What is needed: The answer is a single number: the count of lines in the records below that contain the word "Loading".

Material to process:

======

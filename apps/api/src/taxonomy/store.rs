//! Concept maps, label lookup indices and occupation→skill relations.
//!
//! A `TaxonomyBuilder` is filled by the loader off to the side and frozen into
//! an immutable `TaxonomySnapshot`. The `TaxonomyStore` hands readers an
//! `Arc` of the current snapshot and swaps in a new one only once it is
//! complete, so nobody ever sees a half-built index.

use std::collections::HashMap;
use std::sync::atomic::{AtomicBool, Ordering};
use std::sync::{Arc, PoisonError, RwLock};

use serde::Serialize;
use tracing::{debug, info};

use crate::analytics::blacklist::SkillBlacklist;
use crate::matching::matcher::{match_skills_filtered, MatchedSkill};
use crate::matching::terms::{is_searchable, normalize_term, TermIndex, TermIndexBuilder};
use crate::taxonomy::loader::LoadReport;
use crate::taxonomy::models::{OccupationConcept, OccupationSkillRelation, SkillConcept};

// ────────────────────────────────────────────────────────────────────────────
// Builder
// ────────────────────────────────────────────────────────────────────────────

#[derive(Debug, Default)]
pub struct TaxonomyBuilder {
    skills: Vec<SkillConcept>,
    skill_ordinals: HashMap<String, usize>,
    occupations: Vec<OccupationConcept>,
    occupation_ordinals: HashMap<String, usize>,
    skill_index: HashMap<String, String>,
    occupation_index: HashMap<String, String>,
    /// Approved discovery terms: normalized term -> skill ordinal.
    skill_aliases: Vec<(String, usize)>,
    relations: HashMap<String, Vec<OccupationSkillRelation>>,
    relation_count: usize,
    /// Skill group URI -> group code.
    skill_groups: HashMap<String, String>,
}

impl TaxonomyBuilder {
    pub fn new() -> Self {
        Self::default()
    }

    /// Inserts a skill and indexes its preferred label and synonyms. A skill
    /// registered again under the same URI (another language file) takes the
    /// new preferred label and keeps the earlier terms as synonyms, so lookups
    /// and text matching see the same set of terms.
    pub fn register_skill(&mut self, mut concept: SkillConcept) {
        if let Some(&ordinal) = self.skill_ordinals.get(&concept.uri) {
            let previous = &self.skills[ordinal];
            carry_over_terms(previous.terms(), &concept.preferred_label, &mut concept.synonyms);
            concept.is_digital |= previous.is_digital;
            concept.is_research |= previous.is_research;
            concept.is_transversal |= previous.is_transversal;
            for parent in &previous.parent_uris {
                if !concept.parent_uris.contains(parent) {
                    concept.parent_uris.push(parent.clone());
                }
            }
            if concept.group_code.is_none() {
                concept.group_code = previous.group_code.clone();
            }
        }
        let uri = concept.uri.clone();
        for term in concept.terms() {
            index_term(&mut self.skill_index, term, &uri, "skill");
        }
        upsert(&mut self.skills, &mut self.skill_ordinals, uri, concept);
    }

    pub fn register_occupation(&mut self, mut concept: OccupationConcept) {
        if let Some(&ordinal) = self.occupation_ordinals.get(&concept.uri) {
            let previous = &self.occupations[ordinal];
            carry_over_terms(previous.terms(), &concept.preferred_label, &mut concept.synonyms);
        }
        let uri = concept.uri.clone();
        for term in concept.terms() {
            index_term(&mut self.occupation_index, term, &uri, "occupation");
        }
        upsert(&mut self.occupations, &mut self.occupation_ordinals, uri, concept);
    }

    /// Records a relation. Neither URI has to be known yet: referential
    /// integrity is not enforced.
    pub fn register_relation(&mut self, relation: OccupationSkillRelation) {
        self.relations
            .entry(relation.occupation_uri.clone())
            .or_default()
            .push(relation);
        self.relation_count += 1;
    }

    pub fn register_skill_group(&mut self, uri: impl Into<String>, code: impl Into<String>) {
        self.skill_groups.insert(uri.into(), code.into());
    }

    /// Maps an approved discovery term onto the skill that `canonical_label`
    /// resolves to. Returns false when the label is unknown or the term is
    /// too short.
    pub fn register_skill_alias(&mut self, term: &str, canonical_label: &str) -> bool {
        let Some(uri) = self.skill_index.get(&normalize_term(canonical_label)).cloned() else {
            return false;
        };
        let Some(&ordinal) = self.skill_ordinals.get(&uri) else {
            return false;
        };
        if !index_term(&mut self.skill_index, term, &uri, "skill") {
            return false;
        }
        self.skill_aliases.push((normalize_term(term), ordinal));
        true
    }

    pub fn skill_mut(&mut self, uri: &str) -> Option<&mut SkillConcept> {
        let ordinal = *self.skill_ordinals.get(uri)?;
        Some(&mut self.skills[ordinal])
    }

    /// Resolves group codes and precomputes the search terms.
    pub fn build(mut self) -> Result<TaxonomySnapshot, aho_corasick::BuildError> {
        for skill in &mut self.skills {
            if skill.group_code.is_none() {
                skill.group_code = skill
                    .parent_uris
                    .iter()
                    .find_map(|parent| self.skill_groups.get(parent))
                    .cloned();
            }
        }

        let mut skill_terms = TermIndexBuilder::default();
        for (ordinal, skill) in self.skills.iter().enumerate() {
            for term in skill.terms() {
                skill_terms.add(term, ordinal);
            }
        }
        for (term, ordinal) in &self.skill_aliases {
            skill_terms.add(term, *ordinal);
        }

        let mut occupation_terms = TermIndexBuilder::default();
        for (ordinal, occupation) in self.occupations.iter().enumerate() {
            for term in occupation.terms() {
                occupation_terms.add(term, ordinal);
            }
        }

        Ok(TaxonomySnapshot {
            skills: self.skills,
            skill_ordinals: self.skill_ordinals,
            occupations: self.occupations,
            occupation_ordinals: self.occupation_ordinals,
            skill_index: self.skill_index,
            occupation_index: self.occupation_index,
            relations: self.relations,
            relation_count: self.relation_count,
            skill_terms: skill_terms.build()?,
            occupation_terms: occupation_terms.build()?,
        })
    }
}

/// Appends every earlier term not already carried by the replacing concept.
fn carry_over_terms<'a>(
    previous: impl Iterator<Item = &'a str>,
    preferred_label: &str,
    synonyms: &mut Vec<String>,
) {
    for term in previous {
        let key = normalize_term(term);
        let known = normalize_term(preferred_label) == key
            || synonyms.iter().any(|s| normalize_term(s) == key);
        if !known {
            synonyms.push(term.to_string());
        }
    }
}

fn upsert<T>(items: &mut Vec<T>, ordinals: &mut HashMap<String, usize>, uri: String, item: T) {
    match ordinals.get(&uri) {
        Some(&ordinal) => items[ordinal] = item,
        None => {
            ordinals.insert(uri, items.len());
            items.push(item);
        }
    }
}

/// Last writer wins on collisions; they are only logged.
fn index_term(index: &mut HashMap<String, String>, term: &str, uri: &str, kind: &str) -> bool {
    let key = normalize_term(term);
    if !is_searchable(&key) {
        return false;
    }
    if let Some(previous) = index.insert(key, uri.to_string()) {
        if previous != uri {
            debug!(
                "{kind} label '{}' moved from {previous} to {uri}",
                term.trim()
            );
        }
    }
    true
}

// ────────────────────────────────────────────────────────────────────────────
// Snapshot
// ────────────────────────────────────────────────────────────────────────────

/// One complete, immutable load of the taxonomy.
#[derive(Debug, Default)]
pub struct TaxonomySnapshot {
    skills: Vec<SkillConcept>,
    skill_ordinals: HashMap<String, usize>,
    occupations: Vec<OccupationConcept>,
    occupation_ordinals: HashMap<String, usize>,
    skill_index: HashMap<String, String>,
    occupation_index: HashMap<String, String>,
    relations: HashMap<String, Vec<OccupationSkillRelation>>,
    relation_count: usize,
    skill_terms: TermIndex,
    occupation_terms: TermIndex,
}

impl TaxonomySnapshot {
    pub fn empty() -> Self {
        Self::default()
    }

    pub fn lookup_skill_by_label(&self, label: &str) -> Option<&SkillConcept> {
        let uri = self.skill_index.get(&normalize_term(label))?;
        self.skill_by_uri(uri)
    }

    pub fn lookup_occupation_by_label(&self, label: &str) -> Option<&OccupationConcept> {
        let uri = self.occupation_index.get(&normalize_term(label))?;
        self.occupation_by_uri(uri)
    }

    pub fn skill_by_uri(&self, uri: &str) -> Option<&SkillConcept> {
        self.skill_ordinals.get(uri).map(|&i| &self.skills[i])
    }

    pub fn occupation_by_uri(&self, uri: &str) -> Option<&OccupationConcept> {
        self.occupation_ordinals.get(uri).map(|&i| &self.occupations[i])
    }

    /// Never fails: an occupation without relations yields an empty slice.
    pub fn relations_for_occupation(&self, occupation_uri: &str) -> &[OccupationSkillRelation] {
        self.relations
            .get(occupation_uri)
            .map(Vec::as_slice)
            .unwrap_or(&[])
    }

    pub fn all_skills(&self) -> &[SkillConcept] {
        &self.skills
    }

    pub fn all_occupations(&self) -> &[OccupationConcept] {
        &self.occupations
    }

    pub(crate) fn skill_at(&self, ordinal: usize) -> &SkillConcept {
        &self.skills[ordinal]
    }

    pub(crate) fn occupation_at(&self, ordinal: usize) -> &OccupationConcept {
        &self.occupations[ordinal]
    }

    pub(crate) fn skill_terms(&self) -> &TermIndex {
        &self.skill_terms
    }

    pub(crate) fn occupation_terms(&self) -> &TermIndex {
        &self.occupation_terms
    }

    pub fn stats(&self) -> SnapshotStats {
        SnapshotStats {
            skills: self.skills.len(),
            occupations: self.occupations.len(),
            relations: self.relation_count,
            skill_labels: self.skill_index.len(),
            occupation_labels: self.occupation_index.len(),
        }
    }
}

#[derive(Debug, Clone, Copy, Default, PartialEq, Eq, Serialize)]
pub struct SnapshotStats {
    pub skills: usize,
    pub occupations: usize,
    pub relations: usize,
    pub skill_labels: usize,
    pub occupation_labels: usize,
}

// ────────────────────────────────────────────────────────────────────────────
// Store
// ────────────────────────────────────────────────────────────────────────────

#[derive(Debug, Clone, PartialEq, Eq, Serialize)]
#[serde(tag = "state", content = "detail", rename_all = "SCREAMING_SNAKE_CASE")]
pub enum LoadState {
    NotStarted,
    Loading,
    Ready,
    Failed(String),
}

/// Process-wide holder of the current snapshot plus the readiness flag.
#[derive(Debug)]
pub struct TaxonomyStore {
    current: RwLock<Arc<TaxonomySnapshot>>,
    ready: AtomicBool,
    state: RwLock<LoadState>,
    last_report: RwLock<Option<LoadReport>>,
}

impl Default for TaxonomyStore {
    fn default() -> Self {
        Self {
            current: RwLock::new(Arc::new(TaxonomySnapshot::empty())),
            ready: AtomicBool::new(false),
            state: RwLock::new(LoadState::NotStarted),
            last_report: RwLock::new(None),
        }
    }
}

impl TaxonomyStore {
    pub fn new() -> Self {
        Self::default()
    }

    /// The snapshot readers should match against. Cheap: clones an `Arc`.
    pub fn snapshot(&self) -> Arc<TaxonomySnapshot> {
        self.current
            .read()
            .unwrap_or_else(PoisonError::into_inner)
            .clone()
    }

    /// True once a complete load has been installed. Stays true while a later
    /// reload runs, since the previous snapshot keeps serving.
    pub fn is_ready(&self) -> bool {
        self.ready.load(Ordering::Acquire)
    }

    pub fn state(&self) -> LoadState {
        self.state
            .read()
            .unwrap_or_else(PoisonError::into_inner)
            .clone()
    }

    pub fn last_report(&self) -> Option<LoadReport> {
        self.last_report
            .read()
            .unwrap_or_else(PoisonError::into_inner)
            .clone()
    }

    /// Moves to `Loading`. Returns false if a load is already running.
    pub fn begin_load(&self) -> bool {
        let mut state = self.state.write().unwrap_or_else(PoisonError::into_inner);
        if *state == LoadState::Loading {
            return false;
        }
        *state = LoadState::Loading;
        true
    }

    /// Swaps in a complete snapshot and flips the readiness flag.
    pub fn install(&self, snapshot: TaxonomySnapshot, report: LoadReport) {
        let stats = snapshot.stats();
        *self.current.write().unwrap_or_else(PoisonError::into_inner) = Arc::new(snapshot);
        *self.last_report.write().unwrap_or_else(PoisonError::into_inner) = Some(report);
        self.ready.store(true, Ordering::Release);
        *self.state.write().unwrap_or_else(PoisonError::into_inner) = LoadState::Ready;

        info!(
            "Taxonomy ready: {} skills, {} occupations, {} relations, {} lookup labels",
            stats.skills,
            stats.occupations,
            stats.relations,
            stats.skill_labels + stats.occupation_labels
        );
    }

    /// Records a failed load. The current snapshot is left untouched.
    pub fn mark_failed(&self, reason: impl Into<String>) {
        *self.state.write().unwrap_or_else(PoisonError::into_inner) =
            LoadState::Failed(reason.into());
    }

    /// Skills mentioned in `text` with blacklisted noise removed. Empty while
    /// no load has completed.
    pub fn match_text(&self, text: &str, blacklist: &SkillBlacklist) -> Vec<MatchedSkill> {
        if !self.is_ready() {
            return Vec::new();
        }
        let snapshot = self.snapshot();
        match_skills_filtered(text, &snapshot, blacklist)
            .iter()
            .map(MatchedSkill::from)
            .collect()
    }

    pub fn lookup_skill_by_label(&self, label: &str) -> Option<SkillConcept> {
        self.snapshot().lookup_skill_by_label(label).cloned()
    }

    pub fn lookup_occupation_by_label(&self, label: &str) -> Option<OccupationConcept> {
        self.snapshot().lookup_occupation_by_label(label).cloned()
    }

    pub fn relations_for_occupation(&self, occupation_uri: &str) -> Vec<OccupationSkillRelation> {
        self.snapshot()
            .relations_for_occupation(occupation_uri)
            .to_vec()
    }

    pub fn all_skills(&self) -> Vec<SkillConcept> {
        self.snapshot().all_skills().to_vec()
    }
}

======

Problem solution: 4